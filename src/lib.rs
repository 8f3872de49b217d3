//! asbb-analysis - analysis pipeline for SIMD/parallel bioinformatics benchmarks
//!
//! This library turns the raw CSVs produced by benchmark runs into derived
//! statistics and reports: records are loaded against a declared schema,
//! joined to their group's baseline configuration, aggregated, and rendered
//! as text tables, Markdown, CSV, JSON or SVG charts. A small regression
//! predictor estimates speedup from operation complexity and data scale.

pub mod aggregate;
pub mod analyses;
pub mod baseline;
pub mod cli;
pub mod config;
pub mod error;
pub mod loader;
pub mod powerlog;
pub mod predictor;
pub mod report;
pub mod scale;
pub mod statistics;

• [Problem to solve]:
Using the entries, count how many lines contain the string "statistics". Write only the number.

• [Solution to the exercise]:
2